In the old fantasy game Dungeons & Dragons, there was an alignment system to plot types of players and characters in terms of their moral code. For instance, a player that was lawfully good, strictly followed a moral code, even when that code worked against their self-interest. A chaotically good character was willing to junk the rules to do what they believe was the right thing. The former would deport all illegal aliens because the law required it, but the latter would let them stay as long as they promised to behave.
That always comes to mind when I read about when a serial killer is finally caught or a libertarian is pulling some crap like this.
After her family’s shiba inu died of cancer, Dawn Sabins decided to surprise her 7-year-old son with a new puppy. In March 2015, she dropped into a San Diego-area pet store looking for an English bulldog. She walked out with a golden retriever.
That wasn’t so strange, even if $2,400 was more than she’d intended to spend. (There’s a reason pet stores put puppies in the window.) The odd part came a few weeks later, when she and her husband were going over their credit reports and saw a $5,800 charge from a company they’d never heard of.
The Sabins had bought their new dog, Tucker, with financing offered at the pet store through a company called Wags Lending, which assigned the contract to an Oceanside, California-based firm that collects on consumer debt. But when Dawn tracked down a customer service rep at that firm, Monterey Financial Services Inc., she learned she didn’t own the dog after all.
“I asked them: ‘How in the heck can I owe $5,800 when I bought the dog for $2,400?’ They told me, ‘You’re not financing the dog, you’re leasing.’ ‘You mean to tell me I’m renting a dog?’ And they were like, ‘Yeah.’ ”
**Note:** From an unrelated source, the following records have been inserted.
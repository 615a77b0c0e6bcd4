//! Observability hooks for pipeline runs.

use std::time::Duration;

use geoenrich_geocodio::GeocodeError;

use crate::batch::BatchStats;

/// Callback interface reporting what happens to each batch.
///
/// Every method is invoked synchronously from the pipeline task; keep
/// implementations cheap.
pub trait PipelineObserver: Send + Sync {
    /// A batch was admitted by the batcher.
    fn batch_started(&self, index: usize, records: usize);
    /// The cache lookup for a batch finished.
    fn cache_lookup(&self, index: usize, hits: usize, misses: usize);
    /// The geocoding service answered for a batch.
    fn geocoded(&self, index: usize, requested: usize, resolved: usize);
    /// The geocoding call failed; the batch continues unenriched.
    fn geocode_failed(&self, index: usize, error: &GeocodeError);
    /// New entries were written to the cache.
    fn cache_written(&self, index: usize, entries: usize);
    /// Every record of a batch was handed downstream.
    fn batch_finished(&self, index: usize, records: usize);
}

/// No-op observer for headless/test usage.
pub struct SilentObserver;

impl PipelineObserver for SilentObserver {
    fn batch_started(&self, _index: usize, _records: usize) {}
    fn cache_lookup(&self, _index: usize, _hits: usize, _misses: usize) {}
    fn geocoded(&self, _index: usize, _requested: usize, _resolved: usize) {}
    fn geocode_failed(&self, _index: usize, _error: &GeocodeError) {}
    fn cache_written(&self, _index: usize, _entries: usize) {}
    fn batch_finished(&self, _index: usize, _records: usize) {}
}

/// Summary of a completed pipeline run.
#[derive(Debug, Clone, Default, PartialEq)]
pub struct RunStats {
    /// Records emitted downstream (always equal to records admitted).
    pub records: usize,
    pub batches: usize,
    pub cache_hits: usize,
    pub cache_misses: usize,
    pub geocode_requested: usize,
    pub geocoded: usize,
    /// Batches whose service call failed.
    pub geocode_failures: usize,
    pub cache_written: usize,
    pub elapsed: Duration,
}

impl RunStats {
    pub(crate) fn absorb(&mut self, records: usize, batch: &BatchStats) {
        self.records += records;
        self.batches += 1;
        self.cache_hits += batch.cache_hits;
        self.cache_misses += batch.cache_misses;
        self.geocode_requested += batch.geocode_requested;
        self.geocoded += batch.geocoded;
        self.geocode_failures += usize::from(batch.geocode_failed);
        self.cache_written += batch.cache_written;
    }
}
//! Core domain types for Geoenrich records and cache entries.

use serde::{Deserialize, Serialize};
use serde_json::{Map, Value};

/// Bookkeeping key marking a record that still needs remote resolution.
pub const REQUIRES_GEOCODE_FIELD: &str = "__requiresGeocode";

/// Bookkeeping key marking a record resolved by the service in this batch.
pub const GEOCODED_FIELD: &str = "__geocoded";

/// Field receiving the resolved coordinates.
pub const LOCATION_FIELD: &str = "location";

// ---------------------------------------------------------------------------
// Location
// ---------------------------------------------------------------------------

/// A resolved coordinate pair in `{lat, lon}` shape.
#[derive(Debug, Clone, Copy, PartialEq, Serialize, Deserialize)]
pub struct Location {
    pub lat: f64,
    pub lon: f64,
}

impl Location {
    pub fn to_value(self) -> Value {
        serde_json::json!({ "lat": self.lat, "lon": self.lon })
    }
}

// ---------------------------------------------------------------------------
// AddressFields
// ---------------------------------------------------------------------------

/// Output field names derived once from the configured address field.
#[derive(Debug, Clone, PartialEq, Eq)]
pub struct AddressFields {
    address: String,
    full: String,
}

impl AddressFields {
    pub fn new(address: impl Into<String>) -> Self {
        let address = address.into();
        let full = format!("{address}_full");
        Self { address, full }
    }

    /// The raw address field, e.g. `addr`.
    pub fn address(&self) -> &str {
        &self.address
    }

    /// The normalized-components field, e.g. `addr_full`.
    pub fn full(&self) -> &str {
        &self.full
    }

    /// The flattened field for one component, e.g. `addr_city`.
    pub fn component(&self, name: &str) -> String {
        format!("{}_{name}", self.address)
    }
}

// ---------------------------------------------------------------------------
// Record
// ---------------------------------------------------------------------------

/// One record flowing through the pipeline.
///
/// Serializes as its plain field map; the geocoding bookkeeping flags live
/// outside the map and never serialize.
#[derive(Debug, Clone, Default, PartialEq, Serialize, Deserialize)]
#[serde(transparent)]
pub struct Record {
    fields: Map<String, Value>,
    #[serde(skip)]
    requires_geocode: bool,
    #[serde(skip)]
    geocoded: bool,
}

impl Record {
    pub fn from_map(fields: Map<String, Value>) -> Self {
        Self {
            fields,
            ..Self::default()
        }
    }

    pub fn get(&self, field: &str) -> Option<&Value> {
        self.fields.get(field)
    }

    pub fn insert(&mut self, field: impl Into<String>, value: Value) -> Option<Value> {
        self.fields.insert(field.into(), value)
    }

    pub fn remove(&mut self, field: &str) -> Option<Value> {
        self.fields.remove(field)
    }

    pub fn contains(&self, field: &str) -> bool {
        self.fields.contains_key(field)
    }

    pub fn fields(&self) -> &Map<String, Value> {
        &self.fields
    }

    /// The address held by the address field, rendered as the string used
    /// for both the cache key and the service request.
    ///
    /// Any truthy scalar counts: non-empty strings (whitespace included),
    /// non-zero numbers, and `true`. Null, `false`, `0`, `""`, arrays and
    /// objects do not.
    pub fn address(&self, fields: &AddressFields) -> Option<String> {
        match self.fields.get(fields.address())? {
            Value::String(s) if !s.is_empty() => Some(s.clone()),
            Value::Number(n) if n.as_f64().is_some_and(|f| f != 0.0) => Some(n.to_string()),
            Value::Bool(true) => Some("true".to_string()),
            _ => None,
        }
    }

    pub fn requires_geocode(&self) -> bool {
        self.requires_geocode
    }

    pub fn set_requires_geocode(&mut self, value: bool) {
        self.requires_geocode = value;
    }

    pub fn geocoded(&self) -> bool {
        self.geocoded
    }

    pub fn mark_geocoded(&mut self) {
        self.geocoded = true;
    }

    /// Drop all geocoding bookkeeping, including literal keys that may have
    /// arrived from upstream.
    pub fn clear_bookkeeping(&mut self) {
        self.requires_geocode = false;
        self.geocoded = false;
        self.fields.remove(REQUIRES_GEOCODE_FIELD);
        self.fields.remove(GEOCODED_FIELD);
    }

    /// Write resolved data onto the record: `location`, `<addr>_full`, and
    /// one `<addr>_<component>` per entry of an object-shaped `components`.
    pub fn apply_resolution(
        &mut self,
        fields: &AddressFields,
        location: Option<Location>,
        components: &Value,
    ) {
        if let Some(location) = location {
            self.fields.insert(LOCATION_FIELD.to_string(), location.to_value());
        }
        self.fields.insert(fields.full().to_string(), components.clone());
        if let Value::Object(map) = components {
            for (name, value) in map {
                self.fields.insert(fields.component(name), value.clone());
            }
        }
    }
}

impl From<Map<String, Value>> for Record {
    fn from(fields: Map<String, Value>) -> Self {
        Self::from_map(fields)
    }
}

// ---------------------------------------------------------------------------
// CacheEntry
// ---------------------------------------------------------------------------

/// The serialized value stored per address in the cache.
#[derive(Debug, Clone, PartialEq, Serialize, Deserialize)]
pub struct CacheEntry {
    #[serde(default, skip_serializing_if = "Option::is_none")]
    pub location: Option<Location>,
    pub address: Value,
}

impl CacheEntry {
    /// Build an entry from a record the service just resolved.
    pub fn from_record(record: &Record, fields: &AddressFields) -> Option<Self> {
        let address = record.get(fields.full())?.clone();
        let location = record
            .get(LOCATION_FIELD)
            .and_then(|v| serde_json::from_value(v.clone()).ok());
        Some(Self { location, address })
    }

    /// Parse a stored value. `None` for corrupt or unparsable entries.
    pub fn decode(raw: &str) -> Option<Self> {
        serde_json::from_str(raw).ok()
    }

    pub fn encode(&self) -> String {
        // Serializing a struct of f64s and a `Value` cannot fail.
        serde_json::to_string(self).unwrap_or_default()
    }
}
Without quite realizing it, the Sabins had agreed to make 34 monthly lease payments of $165.06, after which they had the right to buy the dog for about two months’ rent. Miss a payment, and the lender could take back the dog. If Tucker ran away or chased the proverbial fire truck all the way to doggy heaven, the Sabins would be on the hook for an early repayment charge. If they saw the lease through to the end, they would have paid the equivalent of more than 70 percent in annualized interest—nearly twice what most credit card lenders charge.
Curious about the moral nullity behind this dog leasing idea, I looked up Dusty Wunderlich and found that he is not a boiler room operator living on the edge of society. He is a proud member of the new economy. He even has his own blog.The values section is the most entertaining because it is a dog’s breakfast of stuff he picked up as an undergrad, that he could use to manipulate and take advantage of people. It is a moral code, even if it leads to immoral ends, which is why the term “lawful evil” is appropriate.
That’s always the problem with libertarians. They assume that if something is allowed to be done, it should be done. Since the law allows this guy to prey on the emotionally vulnerable, in order to get them to sign off on leasing a casket for their dead granny, then there’s nothing wrong with it. Since libertarians believe the law should only enforce contracts, protect private property and provide physical protection, grifters fleecing the unwitting becomes a feature of society, rather than a defect.
That’s fine, as far as it goes, which is not very far as few people wish to live in the transactional hell-scape that is the libertarian paradise. Humans understand that what holds a society together is the collection of unwritten rules that we think of as our common morality. The law rests on the foundation of the common morality. An amoral grifter like Dusty Wunderlich may be operating within the letter of the law, but he is living outside the spirit of the law. No society will tolerate that for long and eventually the law is changed.
The Old Right has always understood this. Societies can evolve unwritten ways to deal with guys like Dusty Wunderlich. Ostracism or a Tom Doniphon are two examples. Or, they will create written ways to deal with him. The public will demand it. If the leaders fail to provide the solution, then new leaders will be found. The Right prefers organic social institutions, the unwritten rules, while the Left prefers an authoritarian custodial state, the written rules. Those are the choices and there is no third choice.
To be fair to libertarians, the old guys like Lew Rockwell and Ron Paul understood and embraced this reality. They accepted the fact that an atrophied state would leave a void to be filled by organic social institutions. The end may not be the libertarian paradise of maximum liberty. It could lead to a theocracy, like Utah or Massachusetts, but it would at least result in a set of rules in line with the dispositions and desires of the citizens. Modern libertarians reject all that and embrace a form of utopianism.
It is why the Dissident Right should treat modern libertarians like plague carrying rage zombies. Economics is down stream from culture, far down stream. The willingness of libertarians to stab the Right in the back over culture issues just so they can score some rhetorical points over economics makes them more dangerous than the Left. Every war is a culture war, even the shooting kind. It is one group aiming to prove that their gods, their ways, their culture is superior, by imposing it on others, by any means necessary.
It’s why Buckley Conservatives are a failed movement now. They embraced the transactionalism of the libertarians, over the traditionalism of the Old Right. They have spent countless hours fussing over how best to move commas around the tax code, while the Left is marching from victory to victory in the culture war. The corruption is so thorough that they can no longer muster a reason to oppose guys like Dusty Wunderlich, ravaging the economy like locusts.